*** AVAILABLE RECORDS
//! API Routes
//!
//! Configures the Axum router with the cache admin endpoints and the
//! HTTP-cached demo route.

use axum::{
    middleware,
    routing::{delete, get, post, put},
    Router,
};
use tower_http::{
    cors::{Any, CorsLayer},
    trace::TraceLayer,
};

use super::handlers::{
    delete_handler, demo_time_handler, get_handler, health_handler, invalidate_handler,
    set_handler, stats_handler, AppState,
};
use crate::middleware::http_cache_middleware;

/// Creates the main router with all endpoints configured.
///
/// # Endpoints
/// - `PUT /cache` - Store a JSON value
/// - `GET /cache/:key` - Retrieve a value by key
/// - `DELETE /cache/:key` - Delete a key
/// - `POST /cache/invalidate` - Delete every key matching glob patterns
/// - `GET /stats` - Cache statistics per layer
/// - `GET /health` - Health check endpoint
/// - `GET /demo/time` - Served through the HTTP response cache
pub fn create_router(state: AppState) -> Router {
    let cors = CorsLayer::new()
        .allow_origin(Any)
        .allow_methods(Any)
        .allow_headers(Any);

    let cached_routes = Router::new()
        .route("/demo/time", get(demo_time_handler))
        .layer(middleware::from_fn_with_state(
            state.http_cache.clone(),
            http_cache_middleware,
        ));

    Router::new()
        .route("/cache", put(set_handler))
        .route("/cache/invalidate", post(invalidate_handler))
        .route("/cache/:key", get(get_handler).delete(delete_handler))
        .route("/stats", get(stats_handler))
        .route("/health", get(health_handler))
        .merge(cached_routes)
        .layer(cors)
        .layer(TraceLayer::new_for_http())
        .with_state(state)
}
******
EXERCISE DETAILS
Which lines of the records above contain the word "value"? Report each one.

ANSWER
/// - `PUT /cache` - Store a JSON value
/// - `GET /cache/:key` - Retrieve a value by key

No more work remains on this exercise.